Records from a data source:
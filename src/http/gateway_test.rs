//! Tests for the content HTTP gateway
//! 内容HTTP网关测试

use std::sync::Arc;

use axum::http::StatusCode;
use axum_test::TestServer;
use serde_json::{json, Value};

use crate::backend::MemoryBackend;
use crate::constants::{tables, SITE_CONTENT_RPC};
use crate::content::testing::seeded_backend;
use crate::content::SiteDataStore;
use crate::http::gateway::{create_gateway_router, GatewayState};

fn server_for(backend: &MemoryBackend) -> (TestServer, Arc<SiteDataStore>) {
    let store = Arc::new(SiteDataStore::new(Arc::new(backend.clone())));
    let router = create_gateway_router(GatewayState {
        store: store.clone(),
    });
    (TestServer::new(router).unwrap(), store)
}

#[tokio::test]
async fn test_health_check() {
    let (server, _) = server_for(&seeded_backend());

    let resp = server.get("/health").await;
    resp.assert_status_ok();
    let body: Value = resp.json();
    assert_eq!(body["status"], "ok");
    assert_eq!(body["content"], "empty");
    assert_eq!(body["service"], "festival-site");
}

#[tokio::test]
async fn test_get_content_loads_on_first_request() {
    let backend = seeded_backend();
    let (server, store) = server_for(&backend);

    let resp = server.get("/api/content").await;
    resp.assert_status_ok();
    let body: Value = resp.json();
    assert_eq!(body["status"], "ready");
    assert_eq!(body["source"], "batched");
    assert_eq!(body["error"], Value::Null);
    assert_eq!(body["data"]["heroContent"]["title"], "Kalpana 2025");
    assert_eq!(body["data"]["statistics"][0]["label"], "Events");
    assert_eq!(backend.calls().rpcs, 1);

    // Served from the cached aggregate / 由缓存的聚合提供
    server.get("/api/content").await.assert_status_ok();
    assert_eq!(backend.calls().rpcs, 1);
    assert!(store.data().is_some());
}

#[tokio::test]
async fn test_get_section() {
    let (server, _) = server_for(&seeded_backend());

    let resp = server.get("/api/content/staffMembers").await;
    resp.assert_status_ok();
    let body: Value = resp.json();
    assert_eq!(body["section"], "staffMembers");
    assert_eq!(body["status"], "ready");
    assert_eq!(body["data"].as_array().unwrap().len(), 2);

    let resp = server.get("/api/content/hero_content").await;
    resp.assert_status_ok();
    let body: Value = resp.json();
    assert_eq!(body["data"]["title"], "Kalpana 2025");
}

#[tokio::test]
async fn test_unknown_section_is_bad_request() {
    let backend = seeded_backend();
    let (server, _) = server_for(&backend);

    let resp = server.get("/api/content/sponsors").await;
    resp.assert_status(StatusCode::BAD_REQUEST);
    let body: Value = resp.json();
    assert_eq!(body["status"], "error");
    assert_eq!(body["error"], "Invalid input: unknown section: sponsors");
    assert_eq!(backend.calls().rpcs, 0);
}

#[tokio::test]
async fn test_total_failure_is_unavailable() {
    let backend = MemoryBackend::new();
    let (server, _) = server_for(&backend);

    let resp = server.get("/api/content").await;
    resp.assert_status(StatusCode::SERVICE_UNAVAILABLE);
    let body: Value = resp.json();
    assert_eq!(body["status"], "error");
    assert_eq!(body["data"], Value::Null);
    assert!(body["error"].as_str().unwrap().starts_with("all content queries failed"));
}

#[tokio::test]
async fn test_refresh_content_reloads() {
    let backend = seeded_backend();
    let (server, _) = server_for(&backend);
    server.get("/api/content").await.assert_status_ok();

    backend.set_rpc_response(SITE_CONTENT_RPC, json!({ "statistics": [] }));
    let resp = server.post("/api/content/refresh").await;
    resp.assert_status_ok();
    let body: Value = resp.json();
    assert_eq!(body["data"]["statistics"], json!([]));
    assert_eq!(backend.calls().rpcs, 2);
}

#[tokio::test]
async fn test_refresh_section_merges_fresh_rows() {
    let backend = seeded_backend();
    let (server, store) = server_for(&backend);
    server.get("/api/content").await.assert_status_ok();

    backend.set_table(
        tables::STATISTICS,
        vec![json!({ "id": 9, "label": "Workshops", "value": "6", "order": 1 })],
    );
    let resp = server.post("/api/content/statistics/refresh").await;
    resp.assert_status_ok();
    let body: Value = resp.json();
    assert_eq!(body["data"][0]["label"], "Workshops");
    assert_eq!(store.data().unwrap().statistics.len(), 1);
}

#[tokio::test]
async fn test_refresh_section_failure_keeps_previous_data() {
    let backend = seeded_backend();
    let (server, _) = server_for(&backend);
    server.get("/api/content").await.assert_status_ok();

    backend.fail_table(tables::EVENTS, "connection reset");
    let resp = server.post("/api/content/events/refresh").await;
    resp.assert_status(StatusCode::BAD_GATEWAY);
    let body: Value = resp.json();
    assert_eq!(body["error"], "connection reset");
    assert_eq!(body["data"].as_array().unwrap().len(), 3);
}

#[tokio::test]
async fn test_refresh_section_before_load_is_conflict() {
    let backend = seeded_backend();
    let (server, _) = server_for(&backend);

    let resp = server.post("/api/content/events/refresh").await;
    resp.assert_status(StatusCode::CONFLICT);
    assert_eq!(backend.select_count(tables::EVENTS), 0);
}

WORK ITEM –
Select every line above that contains the word "MemoryBackend", and copy it.

ANSWER BELOW –
use crate::backend::MemoryBackend;
fn server_for(backend: &MemoryBackend) -> (TestServer, Arc<SiteDataStore>) {
    let backend = MemoryBackend::new();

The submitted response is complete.